— Дым! Дым!
— Ульсон, проснитесь! В море корабль!
С грохотом летит какой-то ящик. Звякает опрокинутый стакан. Опухший от сна Ульсон в одном бельё выскакивает навстречу Маклаю:
— Корабль? Вы говорите — корабль? Это за нами?
— Не знаю. Может быть, и нет! Но мы всё равно должны его встретить!
— Корабль!.
Ульсон хохочет. Ульсон поёт. Ульсон вдруг переворачивается вниз головой и лихо обходит на руках всю маленькую площадку перед хижиной.
— Ульсон, нельзя терять время. Мы должны поднять флаг, переодеться, взять письма и выехать в лодке навстречу судну.
— Навстречу судну! Судну!
Ульсон от радости не может говорить. Он делает пируэт, хлопает босыми пятками, щёлкает пальцами, показывает язык морю и бежит одеваться.

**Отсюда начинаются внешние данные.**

//! Coordinator-side HTTP routes.

use std::sync::Arc;

use axum::{
    extract::State,
    http::{header, StatusCode},
    response::IntoResponse,
    routing::{get, post},
    Json, Router,
};
use fedround_core::protocol::{ConnectRequest, DisconnectRequest, SessionAck};
use fedround_core::{metrics, CoordinatorHandle, RemoteClientProxy};
use tower_http::trace::TraceLayer;
use tracing::info;

#[derive(Clone)]
pub struct AppState {
    pub handle: CoordinatorHandle,
    /// Shared by every `RemoteClientProxy`.
    pub http: reqwest::Client,
}

pub fn router(state: AppState) -> Router {
    Router::new()
        .route("/v1/connect", post(connect))
        .route("/v1/disconnect", post(disconnect))
        .route("/v1/parameters", get(parameters))
        .route("/v1/status", get(status))
        .route("/metrics", get(metrics_text))
        .route("/live", get(live))
        .route("/ready", get(ready))
        .layer(TraceLayer::new_for_http())
        .with_state(state)
}

async fn connect(State(st): State<AppState>, Json(req): Json<ConnectRequest>) -> (StatusCode, Json<SessionAck>) {
    if let Err(e) = reqwest::Url::parse(&req.endpoint) {
        let round = st.handle.status().round;
        let ack = SessionAck::rejected(req.client_id, round, format!("invalid endpoint {:?}: {e}", req.endpoint));
        return (StatusCode::BAD_REQUEST, Json(ack));
    }
    info!(client_id = %req.client_id, endpoint = %req.endpoint, "connect_request");
    let proxy = Arc::new(RemoteClientProxy::new(req.client_id, &req.endpoint, st.http.clone()));
    let ack = st.handle.connect(proxy).await;
    let code = if ack.accepted { StatusCode::OK } else { StatusCode::CONFLICT };
    (code, Json(ack))
}

async fn disconnect(State(st): State<AppState>, Json(req): Json<DisconnectRequest>) -> StatusCode {
    let reason = req.reason.unwrap_or_else(|| "client requested disconnect".into());
    if st.handle.disconnect(req.client_id, reason).await {
        StatusCode::NO_CONTENT
    } else {
        StatusCode::SERVICE_UNAVAILABLE
    }
}

async fn parameters(State(st): State<AppState>) -> impl IntoResponse {
    Json(st.handle.parameters())
}

async fn status(State(st): State<AppState>) -> impl IntoResponse {
    Json(st.handle.status())
}

async fn metrics_text() -> impl IntoResponse {
    ([(header::CONTENT_TYPE, "text/plain; version=0.0.4")], metrics::encode())
}

async fn live() -> impl IntoResponse {
    Json(serde_json::json!({ "live": fedround_core::is_live() }))
}

async fn ready(State(st): State<AppState>) -> impl IntoResponse {
    let state = st.handle.status().state;
    let ready = fedround_core::is_ready() && !state.is_terminal();
    let code = if ready { StatusCode::OK } else { StatusCode::SERVICE_UNAVAILABLE };
    (code, Json(serde_json::json!({ "ready": ready, "state": state })))
}

#[cfg(test)]
mod tests {
    use super::*;
    use axum::body::{to_bytes, Body};
    use axum::http::Request;
    use fedround_core::protocol::StatusResponse;
    use fedround_core::{Coordinator, CoordinatorState, ParameterSet, ServerConfig, Tensor, TensorData};
    use tower::ServiceExt;

    fn app() -> (Router, Coordinator) {
        let params = ParameterSet::new(vec![Tensor::new("w", vec![2], TensorData::F32(vec![0.5, -0.5])).unwrap()]);
        let (coordinator, handle) = Coordinator::new(ServerConfig::default(), params).unwrap();
        (router(AppState { handle, http: reqwest::Client::new() }), coordinator)
    }

    async fn body_json<T: serde::de::DeserializeOwned>(resp: axum::response::Response) -> T {
        let bytes = to_bytes(resp.into_body(), usize::MAX).await.unwrap();
        serde_json::from_slice(&bytes).unwrap()
    }

    #[tokio::test]
    async fn status_reports_idle_before_run() {
        let (app, _coordinator) = app();
        let resp = app.oneshot(Request::get("/v1/status").body(Body::empty()).unwrap()).await.unwrap();
        assert_eq!(resp.status(), StatusCode::OK);
        let status: StatusResponse = body_json(resp).await;
        assert_eq!(status.state, CoordinatorState::Idle);
        assert_eq!(status.num_rounds, 5);
        assert_eq!(status.connected_clients, 0);
    }

    #[tokio::test]
    async fn parameters_round_trip_over_json() {
        let (app, _coordinator) = app();
        let resp = app.oneshot(Request::get("/v1/parameters").body(Body::empty()).unwrap()).await.unwrap();
        let params: ParameterSet = body_json(resp).await;
        assert_eq!(params.len(), 1);
        assert_eq!(params.tensors()[0].data().get_f64(1), -0.5);
    }

    #[tokio::test]
    async fn connect_with_bad_endpoint_is_rejected() {
        let (app, _coordinator) = app();
        let body = serde_json::json!({ "client_id": "7", "endpoint": "not a url" }).to_string();
        let req = Request::post("/v1/connect").header(header::CONTENT_TYPE, "application/json").body(Body::from(body)).unwrap();
        let resp = app.oneshot(req).await.unwrap();
        assert_eq!(resp.status(), StatusCode::BAD_REQUEST);
        let ack: SessionAck = body_json(resp).await;
        assert!(!ack.accepted);
    }

    #[tokio::test]
    async fn metrics_are_exposed_as_text() {
        let (app, _coordinator) = app();
        let resp = app.oneshot(Request::get("/metrics").body(Body::empty()).unwrap()).await.unwrap();
        assert_eq!(resp.status(), StatusCode::OK);
        let text = String::from_utf8(to_bytes(resp.into_body(), usize::MAX).await.unwrap().to_vec()).unwrap();
        assert!(text.contains("fedround_connected_clients"));
    }
}
//! Reference Local Trainer: linear regression fitted by mini-batch SGD on a deterministic
//! synthetic partition.
//!
//! Every partition shares one ground-truth model (derived from the data seed) but draws its
//! inputs from a shifted range, so partitions are not identically distributed.

use anyhow::{bail, Context, Result};
use fedround_core::config::{Device, TrainConfig};
use fedround_core::protocol::Metrics;
use fedround_core::{DType, EvaluateOutput, FitOutput, LocalTrainer, ModelSpec, ParameterSet, Tensor, TensorData};
use rand::{rngs::StdRng, seq::SliceRandom, Rng, SeedableRng};

const VALIDATION_FRACTION: f64 = 0.2;
const SPLIT_SEED: u64 = 42;
const NOISE: f64 = 0.1;

#[derive(Debug, Clone, PartialEq)]
pub struct PartitionSpec {
    pub partition_id: u32,
    pub num_partitions: u32,
    /// Samples before the train/validation split.
    pub samples: usize,
    pub seed: u64,
}

#[derive(Debug, Clone)]
struct Sample {
    x: Vec<f64>,
    y: f64,
}

#[derive(Debug, Clone)]
pub struct SyntheticPartition {
    train: Vec<Sample>,
    validation: Vec<Sample>,
}

impl SyntheticPartition {
    pub fn generate(spec: &PartitionSpec, features: usize) -> Result<Self> {
        if spec.num_partitions == 0 || spec.partition_id >= spec.num_partitions {
            bail!("partition {} is outside 0..{}", spec.partition_id, spec.num_partitions);
        }
        if spec.samples < 2 {
            bail!("a partition needs at least 2 samples, got {}", spec.samples);
        }
        if features == 0 {
            bail!("linear model needs at least one feature");
        }
        let mut truth = StdRng::seed_from_u64(spec.seed);
        let weights: Vec<f64> = (0..features).map(|_| truth.gen_range(-2.0..2.0)).collect();
        let bias = truth.gen_range(-1.0..1.0);

        let shift = (spec.partition_id as f64 + 0.5) / spec.num_partitions as f64 - 0.5;
        let mut rng = StdRng::seed_from_u64(spec.seed ^ (spec.partition_id as u64 + 1).wrapping_mul(0x9E37_79B9_7F4A_7C15));
        let mut samples: Vec<Sample> = (0..spec.samples)
            .map(|_| {
                let x: Vec<f64> = (0..features).map(|_| rng.gen_range(-1.0..1.0) + shift).collect();
                let y = x.iter().zip(&weights).map(|(a, b)| a * b).sum::<f64>() + bias + rng.gen_range(-NOISE..NOISE);
                Sample { x, y }
            })
            .collect();

        samples.shuffle(&mut StdRng::seed_from_u64(SPLIT_SEED));
        let held_out = ((spec.samples as f64 * VALIDATION_FRACTION).ceil() as usize).clamp(1, spec.samples - 1);
        let validation = samples.split_off(spec.samples - held_out);
        Ok(Self { train: samples, validation })
    }

    pub fn train_len(&self) -> usize {
        self.train.len()
    }

    pub fn validation_len(&self) -> usize {
        self.validation.len()
    }
}

pub struct LinearRegressionTrainer {
    data: SyntheticPartition,
    features: usize,
    weights: Vec<f64>,
    bias: f64,
    shuffle_seed: u64,
    epochs_run: u64,
}

impl LinearRegressionTrainer {
    /// Zero-initialized model over `features` inputs.
    pub fn new(spec: &PartitionSpec, features: usize) -> Result<Self> {
        Ok(Self {
            data: SyntheticPartition::generate(spec, features)?,
            features,
            weights: vec![0.0; features],
            bias: 0.0,
            shuffle_seed: spec.seed.wrapping_add(spec.partition_id as u64),
            epochs_run: 0,
        })
    }

    /// Size the model from the global parameters and start from them.
    pub fn from_global(spec: &PartitionSpec, global: &ParameterSet) -> Result<Self> {
        let features = match global.tensors().first().map(Tensor::shape) {
            Some([1, f]) => *f,
            other => bail!("global parameters are not a single-output linear model (first tensor shape {other:?})"),
        };
        let mut trainer = Self::new(spec, features)?;
        trainer.load(global)?;
        Ok(trainer)
    }

    pub fn partition(&self) -> &SyntheticPartition {
        &self.data
    }

    fn load(&mut self, params: &ParameterSet) -> Result<()> {
        ModelSpec::linear(self.features).check(params).context("parameters do not fit the linear model")?;
        let [weight, bias] = params.tensors() else {
            bail!("expected weight and bias tensors");
        };
        self.weights = (0..weight.len()).map(|j| weight.data().get_f64(j)).collect();
        self.bias = bias.data().get_f64(0);
        Ok(())
    }

    fn to_parameters(&self) -> Result<ParameterSet> {
        let weight = Tensor::new("linear.weight", vec![1, self.features], TensorData::from_f64(DType::F32, self.weights.clone()))?;
        let bias = Tensor::new("linear.bias", vec![1], TensorData::from_f64(DType::F32, vec![self.bias]))?;
        Ok(ParameterSet::new(vec![weight, bias]))
    }

    fn predict(&self, x: &[f64]) -> f64 {
        x.iter().zip(&self.weights).map(|(a, b)| a * b).sum::<f64>() + self.bias
    }

    /// Mean squared error and mean absolute error.
    fn score(&self, samples: &[Sample]) -> (f64, f64) {
        let (se, ae) = samples.iter().fold((0.0, 0.0), |(se, ae), s| {
            let err = self.predict(&s.x) - s.y;
            (se + err * err, ae + err.abs())
        });
        let n = samples.len() as f64;
        (se / n, ae / n)
    }
}

fn ensure_cpu(device: Device) -> Result<()> {
    match device {
        Device::Cpu => Ok(()),
        other => bail!("device {other} is not supported by the linear trainer"),
    }
}

impl LocalTrainer for LinearRegressionTrainer {
    fn get_parameters(&self) -> ParameterSet {
        // construction only fails on an element-count mismatch, which these shapes rule out
        self.to_parameters().unwrap_or_default()
    }

    fn fit(&mut self, parameters: &ParameterSet, config: &TrainConfig, device: Device) -> Result<FitOutput> {
        ensure_cpu(device)?;
        self.load(parameters)?;
        let mut order: Vec<usize> = (0..self.data.train.len()).collect();
        for _ in 0..config.local_epochs {
            order.shuffle(&mut StdRng::seed_from_u64(self.shuffle_seed.wrapping_add(self.epochs_run)));
            for batch in order.chunks(config.batch_size.max(1)) {
                let mut grad_w = vec![0.0; self.features];
                let mut grad_b = 0.0;
                for &i in batch {
                    let sample = &self.data.train[i];
                    let err = self.predict(&sample.x) - sample.y;
                    for (g, x) in grad_w.iter_mut().zip(&sample.x) {
                        *g += err * x;
                    }
                    grad_b += err;
                }
                let step = 2.0 * config.learning_rate / batch.len() as f64;
                for (w, g) in self.weights.iter_mut().zip(&grad_w) {
                    *w -= step * g;
                }
                self.bias -= step * grad_b;
            }
            self.epochs_run += 1;
        }
        let (train_loss, _) = self.score(&self.data.train);
        if !train_loss.is_finite() {
            bail!("training diverged with learning rate {}", config.learning_rate);
        }
        Ok(FitOutput {
            parameters: self.to_parameters()?,
            num_examples: self.data.train.len() as u64,
            metrics: Metrics::from([("train_loss".to_string(), train_loss)]),
        })
    }

    fn evaluate(&mut self, parameters: &ParameterSet, _config: &TrainConfig, device: Device) -> Result<EvaluateOutput> {
        ensure_cpu(device)?;
        self.load(parameters)?;
        let (loss, mae) = self.score(&self.data.validation);
        Ok(EvaluateOutput {
            loss,
            num_examples: self.data.validation.len() as u64,
            metrics: Metrics::from([("mae".to_string(), mae)]),
        })
    }
}

#[cfg(test)]
mod tests {
    use super::*;
    use fedround_core::aggregate_fit;
    use fedround_core::protocol::FitResult;

    fn spec(partition_id: u32) -> PartitionSpec {
        PartitionSpec { partition_id, num_partitions: 4, samples: 200, seed: 7 }
    }

    fn config(local_epochs: u32) -> TrainConfig {
        TrainConfig { local_epochs, learning_rate: 0.05, batch_size: 16 }
    }

    #[test]
    fn split_is_eighty_twenty() {
        let p = SyntheticPartition::generate(&spec(0), 3).unwrap();
        assert_eq!(p.train_len(), 160);
        assert_eq!(p.validation_len(), 40);
        assert!(SyntheticPartition::generate(&PartitionSpec { partition_id: 4, ..spec(0) }, 3).is_err());
        assert!(SyntheticPartition::generate(&PartitionSpec { samples: 1, ..spec(0) }, 3).is_err());
    }

    #[test]
    fn partitions_are_deterministic() {
        let mut a = LinearRegressionTrainer::new(&spec(1), 3).unwrap();
        let mut b = LinearRegressionTrainer::new(&spec(1), 3).unwrap();
        let start = a.get_parameters();
        let fa = a.fit(&start, &config(2), Device::Cpu).unwrap();
        let fb = b.fit(&start, &config(2), Device::Cpu).unwrap();
        assert!(fa.parameters.bit_eq(&fb.parameters));
    }

    #[test]
    fn training_lowers_validation_loss() {
        let mut t = LinearRegressionTrainer::new(&spec(0), 3).unwrap();
        let start = t.get_parameters();
        let before = t.evaluate(&start, &config(1), Device::Cpu).unwrap();
        let fit = t.fit(&start, &config(20), Device::Cpu).unwrap();
        let after = t.evaluate(&fit.parameters, &config(1), Device::Cpu).unwrap();
        assert!(after.loss < before.loss / 10.0, "{} -> {}", before.loss, after.loss);
        assert!(after.metrics["mae"] < 0.2);
        assert_eq!(fit.num_examples, 160);
        assert_eq!(after.num_examples, 40);
    }

    #[test]
    fn federated_average_of_partitions_generalizes() {
        let start = ModelSpec::linear(3).random_parameters(1).unwrap();
        let results: Vec<FitResult> = (0..4)
            .map(|p| {
                let mut t = LinearRegressionTrainer::new(&spec(p), 3).unwrap();
                let out = t.fit(&start, &config(10), Device::Cpu).unwrap();
                FitResult { client_id: format!("{p}").into(), parameters: out.parameters, num_examples: out.num_examples, metrics: out.metrics }
            })
            .collect();
        let global = aggregate_fit(&results).unwrap();
        for p in 0..4 {
            let mut t = LinearRegressionTrainer::new(&spec(p), 3).unwrap();
            let eval = t.evaluate(&global, &config(1), Device::Cpu).unwrap();
            assert!(eval.loss < 0.1, "partition {p}: {}", eval.loss);
        }
    }

    #[test]
    fn rejects_foreign_layouts_and_devices() {
        let cnn = ModelSpec::cifar_cnn().random_parameters(0).unwrap();
        assert!(LinearRegressionTrainer::from_global(&spec(0), &cnn).is_err());
        let mut t = LinearRegressionTrainer::new(&spec(0), 3).unwrap();
        let wrong = ModelSpec::linear(4).random_parameters(0).unwrap();
        assert!(t.fit(&wrong, &config(1), Device::Cpu).is_err());
        let own = t.get_parameters();
        assert!(t.fit(&own, &config(1), Device::Cuda(0)).is_err());
    }

    #[test]
    fn from_global_adopts_the_global_parameters() {
        let global = ModelSpec::linear(5).random_parameters(3).unwrap();
        let t = LinearRegressionTrainer::from_global(&spec(2), &global).unwrap();
        let own = t.get_parameters();
        assert!(own.bit_eq(&global));
    }
}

Маклай поднимает флаг. Большое полотнище послушно скользит по верёвке вверх. Лёгкий ветер разворачивает его. Оно бьётся и пытается лететь, совсем как привязанная птица.
Маклай идёт в комнату, чтобы переодеться. Перевёрнутый чемодан лежит пустой и смятый.
— А переодеваться-то и не во что, — смеётся Маклай. — Как это я забыл, что у меня теперь нет даже запасной рубашки! Ну не беда.
Он берёт щётку и тщательно чистит ею башмаки. Голые пальцы недовольно шевелятся. Ну и башмаки!
Ульсон выходит из-за перегородки сияющий и великолепный. На нём полосатый галстук, прощальный подарок жены, на рукавах — медные запонки; мягкая шляпа сдвинута чуть-чуть набок. От него даже, кажется, пахнет одеколоном.
— Укладывать вещи? — спрашивает он. Маклай смотрит на него.
— Ваши — да! — медленно говорит он, чуть-чуть помолчав.
— А ваши?
— А мой пока не надо.
— Вы хотите оставить всё это папуасам?
— Я ещё не знаю. Может быть, я ещё останусь здесь и сам.
- Здесь? Ещё?!
Ульсон снимает шляпу и в изнеможении обмахивается ею. Он ничего, он буквально ничего не понимает. Но Маклай не даёт ему времени на размышления.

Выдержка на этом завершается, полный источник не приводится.